─── SOURCE DATA
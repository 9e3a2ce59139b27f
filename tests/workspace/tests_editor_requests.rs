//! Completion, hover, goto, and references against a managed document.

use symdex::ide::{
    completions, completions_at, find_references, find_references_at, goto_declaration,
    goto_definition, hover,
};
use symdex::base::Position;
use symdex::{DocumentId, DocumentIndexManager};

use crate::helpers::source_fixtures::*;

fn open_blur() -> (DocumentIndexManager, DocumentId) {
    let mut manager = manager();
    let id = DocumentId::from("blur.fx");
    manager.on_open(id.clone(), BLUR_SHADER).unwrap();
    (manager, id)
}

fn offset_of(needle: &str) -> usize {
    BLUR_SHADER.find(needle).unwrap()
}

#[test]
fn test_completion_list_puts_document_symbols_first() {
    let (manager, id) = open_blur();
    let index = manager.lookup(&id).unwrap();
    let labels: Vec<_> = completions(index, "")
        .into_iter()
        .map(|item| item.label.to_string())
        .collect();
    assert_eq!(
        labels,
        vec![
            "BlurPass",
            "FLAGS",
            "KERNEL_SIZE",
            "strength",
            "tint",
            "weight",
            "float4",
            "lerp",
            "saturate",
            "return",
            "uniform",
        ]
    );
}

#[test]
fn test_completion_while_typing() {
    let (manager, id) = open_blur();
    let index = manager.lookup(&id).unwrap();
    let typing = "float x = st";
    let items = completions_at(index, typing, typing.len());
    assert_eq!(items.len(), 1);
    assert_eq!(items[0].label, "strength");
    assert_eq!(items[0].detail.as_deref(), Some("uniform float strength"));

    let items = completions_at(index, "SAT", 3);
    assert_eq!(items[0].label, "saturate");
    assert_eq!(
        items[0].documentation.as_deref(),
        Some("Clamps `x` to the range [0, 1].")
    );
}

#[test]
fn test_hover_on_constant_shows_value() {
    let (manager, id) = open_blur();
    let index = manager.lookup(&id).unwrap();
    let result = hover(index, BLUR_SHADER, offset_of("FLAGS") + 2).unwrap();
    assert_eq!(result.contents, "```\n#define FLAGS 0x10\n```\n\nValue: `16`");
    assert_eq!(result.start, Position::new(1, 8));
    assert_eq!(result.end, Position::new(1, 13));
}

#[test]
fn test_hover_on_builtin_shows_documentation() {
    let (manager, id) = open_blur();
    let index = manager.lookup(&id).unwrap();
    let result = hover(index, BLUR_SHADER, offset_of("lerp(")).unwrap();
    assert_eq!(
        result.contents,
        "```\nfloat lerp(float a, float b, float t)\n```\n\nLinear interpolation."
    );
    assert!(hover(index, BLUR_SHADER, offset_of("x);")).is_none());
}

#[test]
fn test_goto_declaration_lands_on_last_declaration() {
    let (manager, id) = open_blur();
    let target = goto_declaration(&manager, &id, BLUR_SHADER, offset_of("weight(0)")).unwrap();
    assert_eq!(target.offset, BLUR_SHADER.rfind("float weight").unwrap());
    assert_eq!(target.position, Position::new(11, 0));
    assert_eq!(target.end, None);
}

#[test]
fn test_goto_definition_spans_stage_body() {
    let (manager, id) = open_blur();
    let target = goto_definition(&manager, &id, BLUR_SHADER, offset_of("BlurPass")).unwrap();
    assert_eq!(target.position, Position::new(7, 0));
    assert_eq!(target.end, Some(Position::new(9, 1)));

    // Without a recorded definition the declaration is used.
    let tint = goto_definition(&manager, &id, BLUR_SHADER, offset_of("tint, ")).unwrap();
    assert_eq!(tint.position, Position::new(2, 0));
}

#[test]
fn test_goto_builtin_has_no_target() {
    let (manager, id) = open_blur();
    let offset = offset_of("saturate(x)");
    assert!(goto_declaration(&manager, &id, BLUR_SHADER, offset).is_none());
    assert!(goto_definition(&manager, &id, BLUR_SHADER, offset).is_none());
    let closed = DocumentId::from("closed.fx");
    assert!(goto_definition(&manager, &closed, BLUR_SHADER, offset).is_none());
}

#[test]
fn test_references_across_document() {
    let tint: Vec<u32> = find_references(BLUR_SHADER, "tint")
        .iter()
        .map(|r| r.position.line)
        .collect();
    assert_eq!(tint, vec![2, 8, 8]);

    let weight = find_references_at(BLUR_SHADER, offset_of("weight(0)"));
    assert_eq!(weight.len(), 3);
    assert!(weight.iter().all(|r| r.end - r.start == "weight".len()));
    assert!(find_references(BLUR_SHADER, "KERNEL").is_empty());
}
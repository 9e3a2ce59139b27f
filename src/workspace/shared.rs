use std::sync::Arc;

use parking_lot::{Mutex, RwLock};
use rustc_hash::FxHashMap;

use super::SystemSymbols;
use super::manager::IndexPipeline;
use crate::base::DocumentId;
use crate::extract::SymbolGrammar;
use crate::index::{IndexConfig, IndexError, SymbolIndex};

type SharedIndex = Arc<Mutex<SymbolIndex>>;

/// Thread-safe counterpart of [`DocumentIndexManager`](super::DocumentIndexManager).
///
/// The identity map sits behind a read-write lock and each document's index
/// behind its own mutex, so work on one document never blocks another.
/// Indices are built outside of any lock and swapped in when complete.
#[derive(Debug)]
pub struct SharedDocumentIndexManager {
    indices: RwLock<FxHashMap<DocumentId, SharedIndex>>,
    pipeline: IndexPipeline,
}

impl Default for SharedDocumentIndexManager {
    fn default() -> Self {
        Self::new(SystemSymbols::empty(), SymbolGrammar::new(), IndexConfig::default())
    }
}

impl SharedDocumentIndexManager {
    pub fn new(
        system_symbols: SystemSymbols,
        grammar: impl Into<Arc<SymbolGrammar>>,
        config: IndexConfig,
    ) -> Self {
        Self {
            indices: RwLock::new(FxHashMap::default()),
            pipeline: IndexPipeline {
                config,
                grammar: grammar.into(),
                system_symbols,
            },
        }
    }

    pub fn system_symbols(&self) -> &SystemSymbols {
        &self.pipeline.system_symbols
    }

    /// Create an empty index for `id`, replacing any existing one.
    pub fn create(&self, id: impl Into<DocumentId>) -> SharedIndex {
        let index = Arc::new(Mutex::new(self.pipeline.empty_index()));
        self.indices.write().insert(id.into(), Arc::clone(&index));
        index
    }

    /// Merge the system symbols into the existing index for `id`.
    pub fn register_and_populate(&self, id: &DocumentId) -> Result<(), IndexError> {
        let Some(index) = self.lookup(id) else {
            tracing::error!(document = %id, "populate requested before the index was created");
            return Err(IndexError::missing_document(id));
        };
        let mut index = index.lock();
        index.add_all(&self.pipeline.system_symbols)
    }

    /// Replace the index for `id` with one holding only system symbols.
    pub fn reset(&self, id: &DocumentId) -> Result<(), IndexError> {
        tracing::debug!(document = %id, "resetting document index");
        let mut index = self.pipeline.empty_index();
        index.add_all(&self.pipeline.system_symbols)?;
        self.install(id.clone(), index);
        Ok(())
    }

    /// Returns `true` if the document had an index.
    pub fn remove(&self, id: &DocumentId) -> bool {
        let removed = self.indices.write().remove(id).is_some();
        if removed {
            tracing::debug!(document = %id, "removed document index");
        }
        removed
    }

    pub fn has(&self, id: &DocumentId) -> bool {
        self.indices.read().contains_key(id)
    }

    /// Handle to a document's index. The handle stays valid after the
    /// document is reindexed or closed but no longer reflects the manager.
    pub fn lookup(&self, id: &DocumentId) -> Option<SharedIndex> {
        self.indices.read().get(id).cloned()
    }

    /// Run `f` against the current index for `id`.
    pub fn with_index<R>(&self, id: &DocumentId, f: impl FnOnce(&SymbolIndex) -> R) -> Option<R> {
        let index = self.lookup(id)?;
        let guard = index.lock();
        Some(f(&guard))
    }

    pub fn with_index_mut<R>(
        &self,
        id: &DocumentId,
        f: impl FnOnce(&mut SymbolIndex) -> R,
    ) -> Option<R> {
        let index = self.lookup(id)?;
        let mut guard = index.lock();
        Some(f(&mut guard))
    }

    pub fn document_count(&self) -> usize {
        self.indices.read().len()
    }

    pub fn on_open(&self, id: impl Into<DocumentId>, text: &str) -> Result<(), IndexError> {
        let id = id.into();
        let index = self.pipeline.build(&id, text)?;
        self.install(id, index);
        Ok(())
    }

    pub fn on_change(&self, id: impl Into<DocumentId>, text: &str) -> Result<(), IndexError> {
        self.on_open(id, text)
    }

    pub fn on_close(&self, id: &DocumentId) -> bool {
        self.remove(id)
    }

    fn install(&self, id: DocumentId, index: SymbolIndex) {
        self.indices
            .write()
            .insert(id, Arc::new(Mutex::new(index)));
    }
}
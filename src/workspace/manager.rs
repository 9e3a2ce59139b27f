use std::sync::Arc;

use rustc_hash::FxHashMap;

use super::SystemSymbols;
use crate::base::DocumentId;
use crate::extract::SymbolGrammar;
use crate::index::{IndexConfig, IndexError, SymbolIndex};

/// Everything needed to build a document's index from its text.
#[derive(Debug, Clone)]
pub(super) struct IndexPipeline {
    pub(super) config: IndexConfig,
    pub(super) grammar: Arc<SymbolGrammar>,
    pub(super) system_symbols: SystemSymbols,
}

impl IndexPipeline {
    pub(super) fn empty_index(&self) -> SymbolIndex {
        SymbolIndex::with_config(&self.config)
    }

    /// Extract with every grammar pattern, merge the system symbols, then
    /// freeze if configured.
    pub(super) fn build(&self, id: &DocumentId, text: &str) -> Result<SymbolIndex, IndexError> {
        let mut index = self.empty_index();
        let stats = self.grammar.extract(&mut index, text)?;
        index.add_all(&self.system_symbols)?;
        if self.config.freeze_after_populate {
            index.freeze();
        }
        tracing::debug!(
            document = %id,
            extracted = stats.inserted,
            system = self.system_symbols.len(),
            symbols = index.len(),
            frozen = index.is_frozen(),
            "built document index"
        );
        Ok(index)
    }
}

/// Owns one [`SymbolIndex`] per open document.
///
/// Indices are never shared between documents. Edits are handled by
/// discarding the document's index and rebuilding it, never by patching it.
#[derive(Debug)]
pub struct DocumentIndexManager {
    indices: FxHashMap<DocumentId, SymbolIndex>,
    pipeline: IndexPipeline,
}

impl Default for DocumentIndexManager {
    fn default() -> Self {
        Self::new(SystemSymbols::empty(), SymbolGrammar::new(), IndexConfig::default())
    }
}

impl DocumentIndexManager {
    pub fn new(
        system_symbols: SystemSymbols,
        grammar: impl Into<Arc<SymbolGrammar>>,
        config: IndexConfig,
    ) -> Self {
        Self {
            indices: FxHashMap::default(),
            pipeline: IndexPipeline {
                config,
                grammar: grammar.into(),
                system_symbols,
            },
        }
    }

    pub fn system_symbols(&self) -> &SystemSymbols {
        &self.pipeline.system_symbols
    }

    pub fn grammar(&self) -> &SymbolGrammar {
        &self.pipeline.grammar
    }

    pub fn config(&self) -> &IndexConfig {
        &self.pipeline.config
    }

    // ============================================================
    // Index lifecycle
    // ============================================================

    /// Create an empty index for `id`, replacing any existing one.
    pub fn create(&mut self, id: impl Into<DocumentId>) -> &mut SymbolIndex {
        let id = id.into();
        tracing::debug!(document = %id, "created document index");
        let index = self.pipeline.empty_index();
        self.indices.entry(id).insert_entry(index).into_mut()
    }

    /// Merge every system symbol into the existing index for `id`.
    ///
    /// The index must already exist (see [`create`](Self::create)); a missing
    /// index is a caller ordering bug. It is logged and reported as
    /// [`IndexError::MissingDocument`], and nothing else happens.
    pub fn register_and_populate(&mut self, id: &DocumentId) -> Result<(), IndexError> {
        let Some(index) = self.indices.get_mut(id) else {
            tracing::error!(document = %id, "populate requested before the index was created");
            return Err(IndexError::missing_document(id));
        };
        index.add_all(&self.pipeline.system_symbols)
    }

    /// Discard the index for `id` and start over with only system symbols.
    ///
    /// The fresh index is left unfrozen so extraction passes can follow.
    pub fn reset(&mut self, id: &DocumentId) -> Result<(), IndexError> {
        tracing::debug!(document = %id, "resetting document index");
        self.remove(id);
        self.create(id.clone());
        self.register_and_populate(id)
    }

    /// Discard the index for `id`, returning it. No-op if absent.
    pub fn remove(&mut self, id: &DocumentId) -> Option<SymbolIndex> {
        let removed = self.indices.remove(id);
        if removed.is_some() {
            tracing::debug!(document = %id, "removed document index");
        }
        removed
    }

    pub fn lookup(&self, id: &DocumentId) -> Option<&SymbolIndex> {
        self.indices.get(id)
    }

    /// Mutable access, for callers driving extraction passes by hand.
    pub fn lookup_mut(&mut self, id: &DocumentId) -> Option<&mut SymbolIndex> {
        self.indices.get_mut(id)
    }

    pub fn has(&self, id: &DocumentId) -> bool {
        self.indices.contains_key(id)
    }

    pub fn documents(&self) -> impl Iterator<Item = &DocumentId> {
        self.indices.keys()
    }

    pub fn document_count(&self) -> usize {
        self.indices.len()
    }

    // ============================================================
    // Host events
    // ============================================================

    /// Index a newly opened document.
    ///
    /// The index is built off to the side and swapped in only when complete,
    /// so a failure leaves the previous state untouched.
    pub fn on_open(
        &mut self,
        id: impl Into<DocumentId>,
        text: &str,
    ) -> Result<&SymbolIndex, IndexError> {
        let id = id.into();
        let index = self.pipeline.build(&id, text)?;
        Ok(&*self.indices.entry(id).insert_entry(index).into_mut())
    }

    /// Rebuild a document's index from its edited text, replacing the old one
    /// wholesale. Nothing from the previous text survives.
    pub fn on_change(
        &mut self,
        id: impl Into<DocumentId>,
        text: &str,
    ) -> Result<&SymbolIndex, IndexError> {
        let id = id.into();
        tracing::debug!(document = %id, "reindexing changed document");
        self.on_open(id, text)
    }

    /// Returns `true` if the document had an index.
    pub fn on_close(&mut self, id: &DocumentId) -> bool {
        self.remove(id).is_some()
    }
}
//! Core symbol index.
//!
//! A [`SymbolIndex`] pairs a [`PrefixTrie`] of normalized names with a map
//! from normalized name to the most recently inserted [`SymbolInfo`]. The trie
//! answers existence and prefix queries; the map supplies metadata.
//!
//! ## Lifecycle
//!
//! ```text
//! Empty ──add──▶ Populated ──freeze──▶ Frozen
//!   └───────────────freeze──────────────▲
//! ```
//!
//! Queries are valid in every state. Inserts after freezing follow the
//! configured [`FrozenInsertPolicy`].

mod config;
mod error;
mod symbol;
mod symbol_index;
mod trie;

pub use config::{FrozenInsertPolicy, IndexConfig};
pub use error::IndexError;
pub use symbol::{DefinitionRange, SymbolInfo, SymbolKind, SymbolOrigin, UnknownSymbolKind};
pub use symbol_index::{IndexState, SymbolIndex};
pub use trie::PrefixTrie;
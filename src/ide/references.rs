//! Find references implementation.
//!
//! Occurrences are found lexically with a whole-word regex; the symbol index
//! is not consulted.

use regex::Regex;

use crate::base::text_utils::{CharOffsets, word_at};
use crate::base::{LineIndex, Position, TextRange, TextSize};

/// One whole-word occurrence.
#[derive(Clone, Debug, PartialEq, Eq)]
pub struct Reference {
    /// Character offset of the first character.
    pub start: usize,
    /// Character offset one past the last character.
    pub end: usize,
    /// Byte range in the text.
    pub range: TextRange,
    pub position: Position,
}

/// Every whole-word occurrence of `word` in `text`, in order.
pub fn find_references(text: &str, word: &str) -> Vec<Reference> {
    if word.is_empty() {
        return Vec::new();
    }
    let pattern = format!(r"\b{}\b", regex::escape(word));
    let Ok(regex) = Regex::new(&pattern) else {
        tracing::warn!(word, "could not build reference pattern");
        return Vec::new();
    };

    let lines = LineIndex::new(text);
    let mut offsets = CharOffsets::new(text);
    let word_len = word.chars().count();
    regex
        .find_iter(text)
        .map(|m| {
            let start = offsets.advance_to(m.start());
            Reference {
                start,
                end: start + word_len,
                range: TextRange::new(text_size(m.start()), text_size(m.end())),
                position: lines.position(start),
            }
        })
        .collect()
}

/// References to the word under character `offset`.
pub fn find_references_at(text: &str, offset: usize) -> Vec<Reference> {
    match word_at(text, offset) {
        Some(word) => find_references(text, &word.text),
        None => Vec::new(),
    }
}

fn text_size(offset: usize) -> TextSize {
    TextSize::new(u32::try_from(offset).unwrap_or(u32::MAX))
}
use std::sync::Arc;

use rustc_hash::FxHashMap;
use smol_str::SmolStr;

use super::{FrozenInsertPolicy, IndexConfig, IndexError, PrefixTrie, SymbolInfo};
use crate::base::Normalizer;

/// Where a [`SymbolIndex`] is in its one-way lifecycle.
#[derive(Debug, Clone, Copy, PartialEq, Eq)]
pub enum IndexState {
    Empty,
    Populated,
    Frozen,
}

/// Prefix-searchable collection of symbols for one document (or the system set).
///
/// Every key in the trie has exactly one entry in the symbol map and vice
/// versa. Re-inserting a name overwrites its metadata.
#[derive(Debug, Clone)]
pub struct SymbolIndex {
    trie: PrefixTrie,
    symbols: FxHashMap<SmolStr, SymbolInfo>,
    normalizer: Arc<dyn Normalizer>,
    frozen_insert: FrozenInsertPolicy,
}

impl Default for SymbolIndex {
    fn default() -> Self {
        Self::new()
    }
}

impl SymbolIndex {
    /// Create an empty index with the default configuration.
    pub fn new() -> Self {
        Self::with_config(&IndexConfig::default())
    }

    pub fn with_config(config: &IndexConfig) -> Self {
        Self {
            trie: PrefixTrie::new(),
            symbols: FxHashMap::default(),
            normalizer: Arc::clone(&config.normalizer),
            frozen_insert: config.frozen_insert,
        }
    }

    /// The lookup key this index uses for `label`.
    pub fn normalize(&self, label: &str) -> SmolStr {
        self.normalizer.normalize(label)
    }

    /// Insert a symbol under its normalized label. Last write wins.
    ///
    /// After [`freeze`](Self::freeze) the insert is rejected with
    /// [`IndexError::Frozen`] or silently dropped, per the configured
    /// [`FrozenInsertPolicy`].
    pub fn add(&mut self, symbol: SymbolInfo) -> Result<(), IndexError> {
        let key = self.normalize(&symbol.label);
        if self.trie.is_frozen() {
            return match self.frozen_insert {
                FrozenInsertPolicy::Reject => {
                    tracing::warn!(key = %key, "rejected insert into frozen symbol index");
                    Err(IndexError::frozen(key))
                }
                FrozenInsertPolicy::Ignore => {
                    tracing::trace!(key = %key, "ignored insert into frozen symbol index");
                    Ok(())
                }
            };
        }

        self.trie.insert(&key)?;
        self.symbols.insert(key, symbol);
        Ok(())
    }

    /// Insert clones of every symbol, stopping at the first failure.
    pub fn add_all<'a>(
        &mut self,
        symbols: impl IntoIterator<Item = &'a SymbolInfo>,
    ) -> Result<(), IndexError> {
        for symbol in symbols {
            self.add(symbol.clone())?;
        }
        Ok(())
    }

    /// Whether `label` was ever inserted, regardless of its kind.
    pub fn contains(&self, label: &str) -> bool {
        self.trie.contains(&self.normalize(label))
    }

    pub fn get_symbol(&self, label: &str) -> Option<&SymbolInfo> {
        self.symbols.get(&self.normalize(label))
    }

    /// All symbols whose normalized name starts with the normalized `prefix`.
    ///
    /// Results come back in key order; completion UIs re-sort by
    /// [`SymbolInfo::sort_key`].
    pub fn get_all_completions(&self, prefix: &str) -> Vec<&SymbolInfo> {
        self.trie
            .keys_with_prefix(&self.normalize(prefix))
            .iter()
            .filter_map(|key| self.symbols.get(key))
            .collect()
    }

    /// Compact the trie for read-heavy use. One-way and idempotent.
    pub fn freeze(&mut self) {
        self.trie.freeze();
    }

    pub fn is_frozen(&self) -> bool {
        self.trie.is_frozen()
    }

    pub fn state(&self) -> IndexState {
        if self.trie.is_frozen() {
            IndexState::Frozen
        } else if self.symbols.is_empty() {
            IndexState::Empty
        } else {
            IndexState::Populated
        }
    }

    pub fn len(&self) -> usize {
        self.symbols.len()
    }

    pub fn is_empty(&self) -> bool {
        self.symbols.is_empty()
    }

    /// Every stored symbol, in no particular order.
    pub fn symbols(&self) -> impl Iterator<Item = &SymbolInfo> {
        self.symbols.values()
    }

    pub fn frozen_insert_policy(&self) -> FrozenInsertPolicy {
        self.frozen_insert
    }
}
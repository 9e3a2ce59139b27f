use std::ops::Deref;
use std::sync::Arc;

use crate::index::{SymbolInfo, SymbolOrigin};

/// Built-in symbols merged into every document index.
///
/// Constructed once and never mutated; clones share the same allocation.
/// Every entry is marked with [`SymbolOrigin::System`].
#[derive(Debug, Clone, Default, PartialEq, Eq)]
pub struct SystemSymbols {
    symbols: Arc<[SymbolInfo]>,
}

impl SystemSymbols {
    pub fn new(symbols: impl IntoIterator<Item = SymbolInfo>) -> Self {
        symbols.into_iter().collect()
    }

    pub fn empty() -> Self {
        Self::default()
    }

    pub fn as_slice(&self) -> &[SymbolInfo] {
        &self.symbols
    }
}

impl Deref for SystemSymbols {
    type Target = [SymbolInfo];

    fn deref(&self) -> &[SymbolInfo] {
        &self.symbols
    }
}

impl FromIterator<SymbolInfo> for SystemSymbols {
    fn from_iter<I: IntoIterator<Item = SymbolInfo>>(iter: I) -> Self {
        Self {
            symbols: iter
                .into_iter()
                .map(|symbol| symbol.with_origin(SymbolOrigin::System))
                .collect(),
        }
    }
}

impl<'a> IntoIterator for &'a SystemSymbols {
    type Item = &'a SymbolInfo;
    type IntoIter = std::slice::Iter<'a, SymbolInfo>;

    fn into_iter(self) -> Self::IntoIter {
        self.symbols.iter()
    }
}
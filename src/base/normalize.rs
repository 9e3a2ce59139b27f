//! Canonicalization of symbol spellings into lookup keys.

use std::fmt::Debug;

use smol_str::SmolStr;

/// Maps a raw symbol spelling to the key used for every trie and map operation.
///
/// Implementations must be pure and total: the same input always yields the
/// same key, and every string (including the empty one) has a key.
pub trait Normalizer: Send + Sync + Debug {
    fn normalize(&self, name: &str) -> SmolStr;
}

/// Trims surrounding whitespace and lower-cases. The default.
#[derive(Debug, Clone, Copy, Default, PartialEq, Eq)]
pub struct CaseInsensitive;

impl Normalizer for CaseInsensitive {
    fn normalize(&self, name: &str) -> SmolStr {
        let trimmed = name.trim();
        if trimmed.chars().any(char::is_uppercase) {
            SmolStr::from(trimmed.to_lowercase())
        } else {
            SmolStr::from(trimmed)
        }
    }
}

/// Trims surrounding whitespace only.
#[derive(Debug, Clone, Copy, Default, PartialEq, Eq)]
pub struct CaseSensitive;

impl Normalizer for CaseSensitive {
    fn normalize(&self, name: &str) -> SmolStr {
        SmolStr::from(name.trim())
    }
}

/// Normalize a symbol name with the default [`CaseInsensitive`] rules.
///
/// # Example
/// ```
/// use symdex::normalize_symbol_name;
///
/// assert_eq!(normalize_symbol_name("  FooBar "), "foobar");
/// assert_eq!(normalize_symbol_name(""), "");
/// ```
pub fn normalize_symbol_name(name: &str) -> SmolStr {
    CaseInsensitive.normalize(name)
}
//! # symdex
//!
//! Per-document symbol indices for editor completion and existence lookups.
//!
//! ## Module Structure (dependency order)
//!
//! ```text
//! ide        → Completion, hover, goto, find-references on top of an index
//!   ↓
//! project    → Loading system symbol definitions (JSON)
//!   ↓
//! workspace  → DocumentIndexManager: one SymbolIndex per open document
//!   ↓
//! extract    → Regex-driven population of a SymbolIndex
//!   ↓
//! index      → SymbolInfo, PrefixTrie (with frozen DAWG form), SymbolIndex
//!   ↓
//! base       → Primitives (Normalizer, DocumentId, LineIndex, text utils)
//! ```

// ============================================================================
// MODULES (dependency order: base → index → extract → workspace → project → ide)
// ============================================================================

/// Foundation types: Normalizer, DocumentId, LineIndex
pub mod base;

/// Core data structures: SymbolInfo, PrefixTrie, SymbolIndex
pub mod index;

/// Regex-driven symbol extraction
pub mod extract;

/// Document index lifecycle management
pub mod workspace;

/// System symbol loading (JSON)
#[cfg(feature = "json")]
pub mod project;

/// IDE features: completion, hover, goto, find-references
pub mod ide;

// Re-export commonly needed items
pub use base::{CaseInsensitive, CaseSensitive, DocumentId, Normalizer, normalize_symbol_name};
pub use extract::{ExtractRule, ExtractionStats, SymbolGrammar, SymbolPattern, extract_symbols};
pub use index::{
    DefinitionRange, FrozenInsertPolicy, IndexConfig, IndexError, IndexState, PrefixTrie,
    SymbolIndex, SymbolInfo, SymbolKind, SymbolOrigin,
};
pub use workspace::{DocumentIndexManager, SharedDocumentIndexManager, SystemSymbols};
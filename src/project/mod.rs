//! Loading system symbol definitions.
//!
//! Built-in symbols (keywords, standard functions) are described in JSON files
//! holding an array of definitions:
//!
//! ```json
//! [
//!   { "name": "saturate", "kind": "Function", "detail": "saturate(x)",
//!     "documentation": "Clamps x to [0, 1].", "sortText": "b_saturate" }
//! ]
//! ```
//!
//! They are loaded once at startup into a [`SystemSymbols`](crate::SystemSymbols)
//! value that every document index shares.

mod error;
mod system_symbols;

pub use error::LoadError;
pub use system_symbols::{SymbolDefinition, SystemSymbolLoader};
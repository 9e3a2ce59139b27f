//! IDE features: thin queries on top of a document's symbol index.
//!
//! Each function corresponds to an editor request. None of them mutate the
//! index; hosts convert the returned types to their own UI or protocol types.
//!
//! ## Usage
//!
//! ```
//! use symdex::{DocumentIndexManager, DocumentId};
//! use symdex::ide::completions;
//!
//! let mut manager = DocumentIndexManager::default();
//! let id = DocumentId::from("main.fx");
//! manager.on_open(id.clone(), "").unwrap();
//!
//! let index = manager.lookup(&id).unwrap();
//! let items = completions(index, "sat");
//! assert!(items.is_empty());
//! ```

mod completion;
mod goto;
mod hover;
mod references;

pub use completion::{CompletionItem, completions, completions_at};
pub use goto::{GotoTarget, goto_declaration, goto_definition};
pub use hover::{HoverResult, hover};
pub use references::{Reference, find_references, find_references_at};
──────
**TASK DIRECTIONS:** Among the records above, a stretch begins at the line containing "the last character." and ends at the line containing "fn text_size(offset: usize)". Restate that stretch word for word, and nothing else.

**TASK RESULT:**
    /// Character offset one past the last character.
    pub end: usize,
    /// Byte range in the text.
    pub range: TextRange,
    pub position: Position,
}

/// Every whole-word occurrence of `word` in `text`, in order.
pub fn find_references(text: &str, word: &str) -> Vec<Reference> {
    if word.is_empty() {
        return Vec::new();
    }
    let pattern = format!(r"\b{}\b", regex::escape(word));
    let Ok(regex) = Regex::new(&pattern) else {
        tracing::warn!(word, "could not build reference pattern");
        return Vec::new();
    };

    let lines = LineIndex::new(text);
    let mut offsets = CharOffsets::new(text);
    let word_len = word.chars().count();
    regex
        .find_iter(text)
        .map(|m| {
            let start = offsets.advance_to(m.start());
            Reference {
                start,
                end: start + word_len,
                range: TextRange::new(text_size(m.start()), text_size(m.end())),
                position: lines.position(start),
            }
        })
        .collect()
}

/// References to the word under character `offset`.
pub fn find_references_at(text: &str, offset: usize) -> Vec<Reference> {
    match word_at(text, offset) {
        Some(word) => find_references(text, &word.text),
        None => Vec::new(),
    }
}

fn text_size(offset: usize) -> TextSize {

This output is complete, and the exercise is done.